感情というものは、本当に贅沢で苦しいものだ。

山本正博の問いかけに、池村琴子の心は激しく震えた。彼女は俯いたまま、どう応えればいいのか分からなかった。

彼に告げるべきだろうか。私があなたと結婚したのは、遺産目当ての下心があったからだと。

師匠が組織を彼女に託した時、後継者に返すとは言わなかったが、もし将来、唐伯虎の古画を持つ者が何かを求めてきたら、必ず応じるようにと言っていた。

松田柔子がその絵を持って来たのは、彼女に地位を譲ってほしいということだった。

譲るべきだろうか。

師匠から託された時は「L」組織だったが、今やこの組織は「W」と呼ばれ、彼女と仲間たちの心血を注いで作り上げたものだった。

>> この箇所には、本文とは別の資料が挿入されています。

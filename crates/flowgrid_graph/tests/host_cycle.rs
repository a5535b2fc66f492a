// SPDX-License-Identifier: MIT OR Apache-2.0
//! Drives the per-cycle host protocol end to end: template instantiation,
//! connection gestures, layout write-back, and dynamic pin sweeping.

use flowgrid_graph::{
    ConnectOutcome, ConnectionFilter, Graph, GraphError, Hovered, NodeRegistry, NodeTemplate,
    Pos2, Vec2,
};

fn registry() -> NodeRegistry {
    let mut registry = NodeRegistry::new();
    registry.register(NodeTemplate::new("constant", "Constant", |g, id| {
        g.add_output::<i32>(id, "value", "value", 0, ConnectionFilter::NUMBERS)
            .unwrap();
    }));
    registry.register(NodeTemplate::new("adder", "Adder", |g, id| {
        g.add_input::<i32>(id, "a", "a", 0, ConnectionFilter::NUMBERS)
            .unwrap();
        g.add_input::<i32>(id, "b", "b", 0, ConnectionFilter::NUMBERS)
            .unwrap();
        g.add_output::<i32>(id, "sum", "sum", 0, ConnectionFilter::NUMBERS)
            .unwrap();
        g.set_compute::<i32>(id, "sum", |ctx| {
            ctx.input::<i32>("a").unwrap_or(0) + ctx.input::<i32>("b").unwrap_or(0)
        })
        .unwrap();
    }));
    registry
}

#[test]
fn editor_session_connects_and_evaluates() {
    let _ = tracing_subscriber::fmt::try_init();

    let registry = registry();
    let mut graph = Graph::default();

    let lhs = registry
        .instantiate(&mut graph, "constant", Pos2::ZERO)
        .unwrap();
    let rhs = registry
        .instantiate(&mut graph, "constant", Pos2::new(0.0, 80.0))
        .unwrap();
    let adder = registry
        .instantiate(&mut graph, "adder", Pos2::new(240.0, 40.0))
        .unwrap();
    graph.set_output_value::<i32>(lhs, "value", 2).unwrap();
    graph.set_output_value::<i32>(rhs, "value", 40).unwrap();

    // Connection gestures arrive as pin-pair attempts from the surface.
    let lhs_out = graph.output_ref(lhs, "value").unwrap();
    let rhs_out = graph.output_ref(rhs, "value").unwrap();
    let in_a = graph.input_ref(adder, "a").unwrap();
    let in_b = graph.input_ref(adder, "b").unwrap();
    assert_eq!(graph.connect(lhs_out, in_a).unwrap(), ConnectOutcome::Connected);
    assert_eq!(graph.connect(rhs_out, in_b).unwrap(), ConnectOutcome::Connected);

    assert_eq!(graph.output_value::<i32>(adder, "sum").unwrap(), 42);

    // A repeated gesture on the same pair is a click-to-disconnect.
    assert_eq!(
        graph.connect(lhs_out, in_a).unwrap(),
        ConnectOutcome::Disconnected
    );
    assert_eq!(graph.output_value::<i32>(adder, "sum").unwrap(), 40);
}

#[test]
fn renderer_state_round_trips_through_the_core() {
    let registry = registry();
    let mut graph = Graph::default();
    let node = registry
        .instantiate(&mut graph, "constant", Pos2::ZERO)
        .unwrap();
    let out = graph.output_ref(node, "value").unwrap();

    graph.begin_cycle();
    graph
        .set_pin_bounds(out, Pos2::new(96.0, 12.0), Vec2::new(48.0, 16.0))
        .unwrap();
    graph.set_hovered(Some(Hovered::Pin(out)));
    graph.end_cycle();

    let pin = graph.pin(out).unwrap();
    assert_eq!(pin.position(), Pos2::new(96.0, 12.0));
    assert_eq!(pin.size(), Vec2::new(48.0, 16.0));
    assert_eq!(graph.hovered(), Some(Hovered::Pin(out)));

    // The next cycle starts from a clean hover slate.
    graph.begin_cycle();
    assert_eq!(graph.hovered(), None);
}

#[test]
fn variable_input_node_shrinks_with_its_declarations() {
    let registry = registry();
    let mut graph = Graph::default();
    let collector = graph.add_node("Collector", Pos2::new(300.0, 0.0));
    let source = registry
        .instantiate(&mut graph, "constant", Pos2::ZERO)
        .unwrap();
    graph.set_output_value::<i32>(source, "value", 4).unwrap();
    let out = graph.output_ref(source, "value").unwrap();

    // Cycle 1: the host declares two inputs and wires the second.
    graph.begin_cycle();
    graph
        .show_input::<i32>(collector, "p0", "p0", 0, ConnectionFilter::NUMBERS)
        .unwrap();
    graph
        .show_input::<i32>(collector, "p1", "p1", 0, ConnectionFilter::NUMBERS)
        .unwrap();
    graph.end_cycle();
    let p1 = graph.input_ref(collector, "p1").unwrap();
    graph.connect(out, p1).unwrap();
    assert_eq!(graph.link_count(), 1);

    // Cycle 2: the linked value is visible through the re-declaration.
    graph.begin_cycle();
    graph
        .show_input::<i32>(collector, "p0", "p0", 0, ConnectionFilter::NUMBERS)
        .unwrap();
    let linked = graph
        .show_input::<i32>(collector, "p1", "p1", 0, ConnectionFilter::NUMBERS)
        .unwrap();
    assert_eq!(linked, 4);
    graph.end_cycle();

    // Cycle 3: "p1" is no longer declared, so it is swept with its link.
    graph.begin_cycle();
    graph
        .show_input::<i32>(collector, "p0", "p0", 0, ConnectionFilter::NUMBERS)
        .unwrap();
    graph.end_cycle();

    assert!(matches!(
        graph.input_value::<i32>(collector, "p1"),
        Err(GraphError::KeyNotFound { .. })
    ));
    assert_eq!(graph.link_count(), 0);
    assert_eq!(graph.node(collector).unwrap().pin_count(), 1);
}

#[test]
fn removing_a_node_leaves_no_dangling_references() {
    let registry = registry();
    let mut graph = Graph::default();
    let source = registry
        .instantiate(&mut graph, "constant", Pos2::ZERO)
        .unwrap();
    let adder = registry
        .instantiate(&mut graph, "adder", Pos2::new(200.0, 0.0))
        .unwrap();
    let out = graph.output_ref(source, "value").unwrap();
    let in_a = graph.input_ref(adder, "a").unwrap();
    let in_b = graph.input_ref(adder, "b").unwrap();
    graph.connect(out, in_a).unwrap();
    graph.connect(out, in_b).unwrap();

    graph.remove_node(source);

    assert!(graph.links().all(|l| !l.involves_node(source)));
    assert_eq!(graph.link_count(), 0);
    assert_eq!(graph.output_value::<i32>(adder, "sum").unwrap(), 0);
}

山本正博の深い瞳を見つめ、池村琴子は下唇を噛んで、小さな声で言った。「大会が終わったら、すべてお話しします」

組織を松田柔子に渡すくらいなら、山本正博に直接話した方がいい。

「W」組織は彼女の心血だ。このようにあいまいなまま手放したくはなかった。

彼女の困った様子を見て、山本正博の瞳の色は深まり、そっと視線を逸らした。

彼は彼女を追い詰めたくなかった。

少し疲れた様子で目を伏せ、低い声で言った。「試合に行きなさい」

彼女が話したくないなら、それでいい。

彼女が自分の側にいてくれて、幸せでいてくれるなら、小さな秘密があってもいい。

たとえ、自分が彼女の心を開いてくれる相手でなくても。

池村琴子は時計を確認した。あと3時間で試合が始まる。